[WIP] Migrate from own test infra

.evergreen/config/axes.yml.erb

@@ -40,19 +40,6 @@ axes:
         variables:
           MONGODB_VERSION: "4.4"
           CRYPT_SHARED_VERSION: "6.0.5"
-      - id: "4.2"
-        display_name: "4.2"
-        variables:
-          MONGODB_VERSION: "4.2"
-          CRYPT_SHARED_VERSION: "6.0.5"
-      - id: "4.0"
-        display_name: "4.0"
-        variables:
-          MONGODB_VERSION: "4.0"
-      - id: "3.6"
-        display_name: "3.6"
-        variables:
-          MONGODB_VERSION: "3.6"
 
   - id: fcv
     display_name: FCV
@@ -65,26 +52,18 @@ axes:
   - id: "topology"
     display_name: Topology
     values:
-      - id: "standalone"
-        display_name: Standalone
+      - id: "server"
+        display_name: Server
         variables:
-          TOPOLOGY: standalone
-      - id: "replica-set"
+          TOPOLOGY: server
+      - id: "replica_set"
         display_name: Replica Set
         variables:
-          TOPOLOGY: replica-set
-      - id: "replica-set-single-node"
-        display_name: Replica Set (Single Node)
-        variables:
-          TOPOLOGY: replica-set-single-node
-      - id: "sharded-cluster"
-        display_name: Sharded
-        variables:
-          TOPOLOGY: sharded-cluster
-      - id: "load-balanced"
-        display_name: Load Balanced
+          TOPOLOGY: replica_set
+      - id: "sharded_cluster"
+        display_name: Sharded Cluster
         variables:
-          TOPOLOGY: load-balanced
+          TOPOLOGY: sharded_cluster
 
   - id: "single-mongos"
     display_name: Single Mongos
@@ -101,22 +80,22 @@ axes:
         display_name: Auth SSL
         variables:
           AUTH: "auth"
-          SSL: "ssl"
+          SSL: "yes"
       - id: "auth-and-nossl"
         display_name: Auth NoSSL
         variables:
           AUTH: "auth"
       - id: "noauth-and-ssl"
         display_name: NoAuth SSL
         variables:
-          SSL: "ssl"
+          SSL: "yes"
       - id: "noauth-and-nossl"
         display_name: NoAuth NoSSL
       - id: "x509"
         display_name: X.509
         variables:
           AUTH: "x509"
-          SSL: "ssl"
+          SSL: "yes"
       - id: kerberos
         display_name: Kerberos
         variables:

.evergreen/config/common.yml.erb

@@ -112,11 +112,8 @@ functions:
             export OCSP_CONNECTIVITY="${OCSP_CONNECTIVITY}"

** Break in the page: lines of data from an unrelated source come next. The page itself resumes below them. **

//! Configuration types for both conversions.
//!
//! [`PackConfig`] controls image → PDF assembly, [`RasterConfig`] controls
//! PDF → images rasterisation. Both are built through a builder whose
//! `build()` validates the values, and both are cheap to clone.

use crate::error::ConvertError;
use crate::images::SortOrder;
use crate::layout::{MarginPreset, Orientation, PageSize};
use crate::page_range::PageSelection;
use crate::pipeline::encode::ImageFormat;
use crate::progress::ProgressCallback;
use std::fmt;

/// DPI presets offered by the CLI.
pub const DPI_PRESETS: [u32; 3] = [150, 300, 600];

/// PDF user space has 72 points per inch.
pub const POINTS_PER_INCH: f32 = 72.0;

// ── Image → PDF ──────────────────────────────────────────────────────────

/// Configuration for bundling images into a PDF.
///
/// # Example
/// ```rust
/// use imgpdf::{MarginPreset, Orientation, PackConfig, PageSize};
///
/// let config = PackConfig::builder()
///     .file_name("holiday")
///     .page_size(PageSize::Letter)
///     .orientation(Orientation::Auto)
///     .margin(MarginPreset::Narrow)
///     .build()
///     .unwrap();
/// assert_eq!(config.output_file_name(), "holiday.pdf");
/// ```
#[derive(Clone)]
pub struct PackConfig {
    /// Output name without extension. Default: `converted-document`.
    pub file_name: String,

    /// Paper size of every page. Default: A4.
    pub page_size: PageSize,

    /// Orientation policy. Default: portrait.
    ///
    /// With [`Orientation::Auto`] each page follows its own image, so a mixed
    /// set of images yields a PDF with mixed page orientations.
    pub orientation: Orientation,

    /// Inset applied to all four edges. Default: none.
    pub margin: MarginPreset,

    /// Reorder the images before assembly. Default: keep the given order.
    pub sort: Option<SortOrder>,

    /// Per-image progress events.
    pub progress_callback: Option<ProgressCallback>,
}

impl Default for PackConfig {
    fn default() -> Self {
        Self {
            file_name: "converted-document".to_string(),
            page_size: PageSize::default(),
            orientation: Orientation::default(),
            margin: MarginPreset::default(),
            sort: None,
            progress_callback: None,
        }
    }
}

impl fmt::Debug for PackConfig {
    fn fmt(&self, f: &mut fmt::Formatter<'_>) -> fmt::Result {
        f.debug_struct("PackConfig")
            .field("file_name", &self.file_name)
            .field("page_size", &self.page_size)
            .field("orientation", &self.orientation)
            .field("margin", &self.margin)
            .field("sort", &self.sort)
            .field(
                "progress_callback",
                &self.progress_callback.as_ref().map(|_| "<dyn ConversionProgressCallback>"),
            )
            .finish()
    }
}

impl PackConfig {
    pub fn builder() -> PackConfigBuilder {
        PackConfigBuilder {
            config: Self::default(),
        }
    }

    /// `{file_name}.pdf`
    pub fn output_file_name(&self) -> String {
        format!("{}.pdf", self.file_name)
    }
}

/// Builder for [`PackConfig`].
#[derive(Debug)]
pub struct PackConfigBuilder {
    config: PackConfig,
}

impl PackConfigBuilder {
    /// Output name; a trailing `.pdf` is stripped.
    pub fn file_name(mut self, name: impl Into<String>) -> Self {
        let name = name.into();
        let trimmed = strip_suffix_ignore_case(name.trim(), ".pdf");
        self.config.file_name = trimmed.to_string();
        self
    }

    pub fn page_size(mut self, size: PageSize) -> Self {
        self.config.page_size = size;
        self
    }

    pub fn orientation(mut self, orientation: Orientation) -> Self {
        self.config.orientation = orientation;
        self
    }

    pub fn margin(mut self, margin: MarginPreset) -> Self {
        self.config.margin = margin;
        self
    }

    pub fn sort(mut self, order: SortOrder) -> Self {
        self.config.sort = Some(order);
        self
    }

    pub fn progress_callback(mut self, cb: ProgressCallback) -> Self {
        self.config.progress_callback = Some(cb);
        self
    }

    /// Build the configuration, validating constraints.
    pub fn build(self) -> Result<PackConfig, ConvertError> {
        let c = &self.config;
        if c.file_name.is_empty() {
            return Err(ConvertError::InvalidConfig("File name must not be empty".into()));
        }
        if c.file_name.contains(['/', '\\']) {
            return Err(ConvertError::InvalidConfig(format!(
                "File name must not contain path separators, got '{}'",
                c.file_name
            )));
        }
        if let PageSize::Custom { width, height } = c.page_size {
            if !(width > 0.0 && height > 0.0) {
                return Err(ConvertError::InvalidConfig(format!(
                    "Custom page size must be positive, got {}x{}",
                    width, height
                )));
            }
        }
        let inset = c.margin.inset();
        if !(inset >= 0.0) {
            return Err(ConvertError::InvalidConfig(format!(
                "Margin must be ≥ 0, got {}",
                inset
            )));
        }
        let page = c.page_size.portrait();
        if 2.0 * inset >= page.width.min(page.height) {
            return Err(ConvertError::MarginExceedsPage {
                margin: inset,
                width: page.width,
                height: page.height,
            });
        }
        Ok(self.config)
    }
}

// ── PDF → images ─────────────────────────────────────────────────────────

/// Configuration for rasterising PDF pages into a zip of images.
///
/// # Example
/// ```rust
/// use imgpdf::{ImageFormat, PageSelection, RasterConfig};
///
/// let config = RasterConfig::builder()
///     .pages(PageSelection::Custom("2-4,7".into()))
///     .format(ImageFormat::Jpeg)
///     .dpi(150)
///     .build()
///     .unwrap();
/// assert!((config.scale() - 150.0 / 72.0).abs() < 1e-6);
/// ```
#[derive(Clone)]
pub struct RasterConfig {
    /// Which pages to rasterise. Default: all.
    pub pages: PageSelection,

    /// Output image format. Default: PNG.
    pub format: ImageFormat,

    /// Rendering resolution. Range: 36–1200. Default: 300.
    pub dpi: u32,

    /// JPEG quality, 1–100. Default: 92.
    pub jpeg_quality: u8,

    /// Cap on either rendered dimension in pixels. Default: none.
    pub max_rendered_pixels: Option<u32>,

    /// PDF user password for encrypted documents.
    pub password: Option<String>,

    /// Per-page progress events.
    pub progress_callback: Option<ProgressCallback>,
}

impl Default for RasterConfig {
    fn default() -> Self {
        Self {
            pages: PageSelection::default(),
            format: ImageFormat::default(),
            dpi: 300,
            jpeg_quality: 92,
            max_rendered_pixels: None,
            password: None,
            progress_callback: None,
        }
    }
}

impl fmt::Debug for RasterConfig {
    fn fmt(&self, f: &mut fmt::Formatter<'_>) -> fmt::Result {
        f.debug_struct("RasterConfig")
            .field("pages", &self.pages)
            .field("format", &self.format)
            .field("dpi", &self.dpi)
            .field("jpeg_quality", &self.jpeg_quality)
            .field("max_rendered_pixels", &self.max_rendered_pixels)
            .field("password", &self.password.as_ref().map(|_| "<redacted>"))
            .field(
                "progress_callback",
                &self.progress_callback.as_ref().map(|_| "<dyn ConversionProgressCallback>"),
            )
            .finish()
    }
}

impl RasterConfig {
    pub fn builder() -> RasterConfigBuilder {
        RasterConfigBuilder {
            config: Self::default(),
        }
    }

    /// Pixels per PDF point at the configured DPI.
    pub fn scale(&self) -> f32 {
        self.dpi as f32 / POINTS_PER_INCH
    }
}

/// Builder for [`RasterConfig`].
#[derive(Debug)]
pub struct RasterConfigBuilder {
    config: RasterConfig,
}

impl RasterConfigBuilder {
    pub fn pages(mut self, selection: PageSelection) -> Self {
        self.config.pages = selection;
        self
    }

    pub fn format(mut self, format: ImageFormat) -> Self {
        self.config.format = format;
        self
    }

    pub fn dpi(mut self, dpi: u32) -> Self {
        self.config.dpi = dpi;
        self
    }

    pub fn jpeg_quality(mut self, quality: u8) -> Self {
        self.config.jpeg_quality = quality;
        self
    }

    pub fn max_rendered_pixels(mut self, px: u32) -> Self {
        self.config.max_rendered_pixels = Some(px.max(100));
        self
    }

    pub fn password(mut self, pwd: impl Into<String>) -> Self {
        self.config.password = Some(pwd.into());
        self
    }

    pub fn progress_callback(mut self, cb: ProgressCallback) -> Self {
        self.config.progress_callback = Some(cb);
        self
    }

    /// Build the configuration, validating constraints.
    pub fn build(self) -> Result<RasterConfig, ConvertError> {
        let c = &self.config;
        if c.dpi < 36 || c.dpi > 1200 {
            return Err(ConvertError::InvalidConfig(format!(
                "DPI must be 36–1200, got {}",
                c.dpi
            )));
        }
        if c.jpeg_quality == 0 || c.jpeg_quality > 100 {
            return Err(ConvertError::InvalidConfig(format!(
                "JPEG quality must be 1–100, got {}",
                c.jpeg_quality
            )));
        }
        Ok(self.config)
    }
}

pub(crate) fn strip_suffix_ignore_case<'a>(name: &'a str, suffix: &str) -> &'a str {
    let split = name.len().saturating_sub(suffix.len());
    match (name.get(..split), name.get(split..)) {
        (Some(stem), Some(tail)) if tail.eq_ignore_ascii_case(suffix) => stem,
        _ => name,
    }
}

#[cfg(test)]
mod tests {
    use super::*;

    #[test]
    fn pack_defaults() {
        let c = PackConfig::default();
        assert_eq!(c.output_file_name(), "converted-document.pdf");
        assert_eq!(c.page_size, PageSize::A4);
        assert_eq!(c.orientation, Orientation::Portrait);
        assert_eq!(c.margin, MarginPreset::None);
        assert!(c.sort.is_none());
    }

    #[test]
    fn pack_file_name_strips_extension() {
        let c = PackConfig::builder().file_name("scan.PDF").build().unwrap();
        assert_eq!(c.output_file_name(), "scan.pdf");
    }

    #[test]
    fn pack_rejects_bad_names() {
        assert!(PackConfig::builder().file_name("  ").build().is_err());
        assert!(PackConfig::builder().file_name("a/b").build().is_err());
    }

    #[test]
    fn pack_rejects_oversized_margin() {
        let err = PackConfig::builder()
            .page_size(PageSize::Custom {
                width: 200.0,
                height: 300.0,
            })
            .margin(MarginPreset::Wide)
            .build()
            .unwrap_err();
        assert!(matches!(err, ConvertError::MarginExceedsPage { .. }));
    }

    #[test]
    fn pack_rejects_negative_margin() {
        assert!(PackConfig::builder()
            .margin(MarginPreset::Custom(-1.0))
            .build()
            .is_err());
    }

    #[test]
    fn raster_defaults_and_scale() {
        let c = RasterConfig::default();
        assert_eq!(c.dpi, 300);
        assert_eq!(c.format, ImageFormat::Png);
        assert_eq!(c.pages, PageSelection::All);
        assert!((c.scale() - 300.0 / 72.0).abs() < 1e-6);
    }

    #[test]
    fn raster_validates_dpi_and_quality() {
        assert!(RasterConfig::builder().dpi(10).build().is_err());
        assert!(RasterConfig::builder().dpi(5000).build().is_err());
        assert!(RasterConfig::builder().jpeg_quality(0).build().is_err());
        for dpi in DPI_PRESETS {
            assert!(RasterConfig::builder().dpi(dpi).build().is_ok());
        }
    }

    #[test]
    fn debug_redacts_password() {
        let c = RasterConfig::builder().password("hunter2").build().unwrap();
        let dbg = format!("{:?}", c);
        assert!(!dbg.contains("hunter2"));
    }

    #[test]
    fn suffix_strip() {
        assert_eq!(strip_suffix_ignore_case("a.pdf", ".pdf"), "a");
        assert_eq!(strip_suffix_ignore_case("a.Pdf", ".pdf"), "a");
        assert_eq!(strip_suffix_ignore_case("a.pdfx", ".pdf"), "a.pdfx");
        assert_eq!(strip_suffix_ignore_case("df", ".pdf"), "df");
        assert_eq!(strip_suffix_ignore_case("ü.pdf", ".pdf"), "ü");
    }
}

             export OCSP_VERIFIER="${OCSP_VERIFIER}"
 
-            export ATLAS_REPLICA_SET_URI="${atlas_replica_set_uri}"

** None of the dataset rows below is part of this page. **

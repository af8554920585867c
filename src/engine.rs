//! Seams to the external PDF engine.
//!
//! The pipelines never talk to pdfium directly. They drive two narrow
//! traits, [`PdfRenderer`] for reading and rasterising documents and
//! [`PdfEncoder`] for composing new ones, so they can be exercised against
//! in-memory fakes and the backend can be swapped without touching them.
//!
//! [`PdfiumEngine`] implements both on top of `pdfium-render`. The pdfium
//! library is bound once per process on first use and kept for the
//! lifetime of the process.

use crate::error::ConvertError;
use crate::layout::{PageDimensions, Placement};
use image::DynamicImage;
use once_cell::sync::OnceCell;
use pdfium_render::prelude::*;
use std::path::PathBuf;
use tracing::{debug, info};

/// Read access to existing PDF documents.
pub trait PdfRenderer {
    /// Handle to an opened document.
    type Document;

    /// Parse a PDF from bytes. `name` is only used in error messages.
    fn open_document(
        &self,
        name: &str,
        bytes: &[u8],
        password: Option<&str>,
    ) -> Result<Self::Document, ConvertError>;

    fn page_count(&self, document: &Self::Document) -> usize;

    /// Size of a 1-based page in points.
    fn page_size(
        &self,
        document: &Self::Document,
        page_number: usize,
    ) -> Result<PageDimensions, ConvertError>;

    /// Rasterise a 1-based page at `scale` pixels per point, optionally
    /// capping the longest edge at `max_pixels`.
    fn rasterize_page(
        &self,
        document: &Self::Document,
        page_number: usize,
        scale: f32,
        max_pixels: Option<u32>,
    ) -> Result<DynamicImage, ConvertError>;
}

/// Write access: build a new PDF page by page.
///
/// The document is stateful and order-dependent: `place_image` draws on the
/// page most recently added with `add_page`.
pub trait PdfEncoder {
    type Document;

    fn new_document(&self) -> Result<Self::Document, ConvertError>;

    fn add_page(
        &self,
        document: &mut Self::Document,
        size: PageDimensions,
    ) -> Result<(), ConvertError>;

    /// Draw `image` on the current page. `rect` uses a top-left origin.
    fn place_image(
        &self,
        document: &mut Self::Document,
        rect: Placement,
        image: &DynamicImage,
    ) -> Result<(), ConvertError>;

    fn serialize(&self, document: Self::Document) -> Result<Vec<u8>, ConvertError>;
}

// ── pdfium binding ───────────────────────────────────────────────────────

static PDFIUM: OnceCell<Pdfium> = OnceCell::new();

/// Return the process-wide pdfium instance, binding it on first call.
///
/// Resolution order, first match wins:
///
/// 1. `PDFIUM_LIB_PATH`: explicit path to the shared library.
/// 2. The platform library name in the current directory.
/// 3. The system library search path.
pub fn pdfium() -> Result<&'static Pdfium, ConvertError> {
    PDFIUM.get_or_try_init(|| {
        let bindings = match std::env::var_os("PDFIUM_LIB_PATH") {
            Some(path) => {
                let path = PathBuf::from(path);
                debug!("Binding pdfium from PDFIUM_LIB_PATH={}", path.display());
                Pdfium::bind_to_library(&path)
            }
            None => Pdfium::bind_to_library(&Pdfium::pdfium_platform_library_name_at_path("./"))
                .or_else(|_| Pdfium::bind_to_system_library()),
        }
        .map_err(|e| ConvertError::PdfiumBindingFailed(format!("{e:?}")))?;

        info!("pdfium bound");
        Ok(Pdfium::new(bindings))
    })
}

/// pdfium-backed [`PdfRenderer`] and [`PdfEncoder`].
#[derive(Clone, Copy)]
pub struct PdfiumEngine {
    pub(crate) pdfium: &'static Pdfium,
}

impl PdfiumEngine {
    /// Bind pdfium (first call only) and return an engine handle.
    pub fn new() -> Result<Self, ConvertError> {
        Ok(Self { pdfium: pdfium()? })
    }
}

impl std::fmt::Debug for PdfiumEngine {
    fn fmt(&self, f: &mut std::fmt::Formatter<'_>) -> std::fmt::Result {
        f.write_str("PdfiumEngine")
    }
}

#[cfg(test)]
mod tests {
    use super::*;

    fn assert_send_sync<T: Send + Sync>() {}

    #[test]
    fn engine_is_shareable_across_blocking_workers() {
        assert_send_sync::<Pdfium>();
        assert_send_sync::<PdfiumEngine>();
        assert_send_sync::<OnceCell<Pdfium>>();
    }

    #[test]
    fn binding_from_two_threads_yields_one_instance() {
        if std::env::var("E2E_ENABLED").is_err() {
            println!("SKIP: set E2E_ENABLED=1 to bind pdfium");
            return;
        }
        let handles: Vec<_> = (0..2)
            .map(|_| std::thread::spawn(|| pdfium().map(|p| p as *const Pdfium as usize)))
            .collect();
        let addrs: Vec<usize> = handles
            .into_iter()
            .map(|h| h.join().unwrap().unwrap())
            .collect();
        assert_eq!(addrs[0], addrs[1]);
    }
}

-            export ATLAS_SHARDED_URI="${atlas_sharded_uri}"
-            export ATLAS_FREE_TIER_URI="${atlas_free_tier_uri}"

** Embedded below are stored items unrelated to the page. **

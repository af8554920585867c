//! Input resolution: load a user-supplied PDF path into memory.
//!
//! We validate the PDF magic bytes (`%PDF`) up front so the caller gets a
//! "wrong file type" error rather than an opaque pdfium parse failure.

use crate::error::ConvertError;
use std::path::{Path, PathBuf};
use std::sync::Arc;
use tracing::debug;

/// A PDF held in memory, with the file name it was uploaded under.
#[derive(Clone)]
pub struct PdfSource {
    /// File name, e.g. `report.pdf`. Used to derive output names.
    pub name: String,
    pub path: Option<PathBuf>,
    bytes: Arc<[u8]>,
}

impl std::fmt::Debug for PdfSource {
    fn fmt(&self, f: &mut std::fmt::Formatter<'_>) -> std::fmt::Result {
        f.debug_struct("PdfSource")
            .field("name", &self.name)
            .field("path", &self.path)
            .field("bytes", &self.bytes.len())
            .finish()
    }
}

impl PdfSource {
    /// Wrap PDF bytes that did not come from a file.
    pub fn from_bytes(name: impl Into<String>, bytes: Vec<u8>) -> Result<Self, ConvertError> {
        let name = name.into();
        check_magic(Path::new(&name), &bytes)?;
        Ok(Self {
            name,
            path: None,
            bytes: bytes.into(),
        })
    }

    pub fn bytes(&self) -> &[u8] {
        &self.bytes
    }
}

/// Read a local PDF file, validating existence, permission and magic bytes.
pub fn read_pdf(path: impl AsRef<Path>) -> Result<PdfSource, ConvertError> {
    let path = path.as_ref();

    if !path.exists() {
        return Err(ConvertError::FileNotFound {
            path: path.to_path_buf(),
        });
    }

    let bytes = std::fs::read(path).map_err(|e| match e.kind() {
        std::io::ErrorKind::PermissionDenied => ConvertError::PermissionDenied {
            path: path.to_path_buf(),
        },
        _ => ConvertError::ReadFailed {
            path: path.to_path_buf(),
            source: e,
        },
    })?;
    check_magic(path, &bytes)?;

    let name = path
        .file_name()
        .map(|n| n.to_string_lossy().into_owned())
        .unwrap_or_else(|| "document.pdf".to_string());

    debug!("Resolved local PDF: {} ({} bytes)", path.display(), bytes.len());
    Ok(PdfSource {
        name,
        path: Some(path.to_path_buf()),
        bytes: bytes.into(),
    })
}

fn check_magic(path: &Path, bytes: &[u8]) -> Result<(), ConvertError> {
    if bytes.starts_with(b"%PDF") {
        return Ok(());
    }
    let mut magic = [0u8; 4];
    let n = bytes.len().min(4);
    magic[..n].copy_from_slice(&bytes[..n]);
    Err(ConvertError::NotAPdf {
        path: path.to_path_buf(),
        magic,
    })
}

#[cfg(test)]
mod tests {
    use super::*;

    #[test]
    fn rejects_non_pdf_bytes() {
        let err = PdfSource::from_bytes("photo.pdf", b"\x89PNG....".to_vec()).unwrap_err();
        match err {
            ConvertError::NotAPdf { magic, .. } => assert_eq!(&magic, b"\x89PNG"),
            other => panic!("unexpected error: {other}"),
        }
    }

    #[test]
    fn short_input_is_not_a_pdf() {
        assert!(PdfSource::from_bytes("x.pdf", b"%P".to_vec()).is_err());
    }

    #[test]
    fn accepts_pdf_magic() {
        let src = PdfSource::from_bytes("a.pdf", b"%PDF-1.7\n".to_vec()).unwrap();
        assert_eq!(src.name, "a.pdf");
        assert_eq!(src.bytes().len(), 9);
    }

    #[test]
    fn missing_file() {
        let err = read_pdf("/definitely/not/a/real/file.pdf").unwrap_err();
        assert!(matches!(err, ConvertError::FileNotFound { .. }));
    }

    #[test]
    fn reads_file_and_name() {
        let dir = tempfile::tempdir().unwrap();
        let path = dir.path().join("Report.PDF");
        std::fs::write(&path, b"%PDF-1.4\n%%EOF\n").unwrap();
        let src = read_pdf(&path).unwrap();
        assert_eq!(src.name, "Report.PDF");
        assert_eq!(src.path.as_deref(), Some(path.as_path()));
    }
}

-            export ATLAS_TLS11_URI="${atlas_tls11_uri}"
-            export ATLAS_TLS12_URI="${atlas_tls12_uri}"
+            export DRIVER_TOOLS_CA_PEM=".mod/drivers-evergreen-tools/.evergreen/x509gen/ca.pem"
+
             export RVM_RUBY="${RVM_RUBY}"
           EOT
 
@@ -129,84 +126,124 @@ functions:
       params:
         file: src/expansion.yml
 
-  "export AWS auth credentials":
+  bootstrap-mongo-orchestration:
     - command: shell.exec
-      type: test
       params:
-        silent: true
-        working_dir: "src"
+        shell: "bash"
         script: |
-          cat <<EOT > .env.private
-          IAM_AUTH_ASSUME_AWS_ACCOUNT="${iam_auth_assume_aws_account}"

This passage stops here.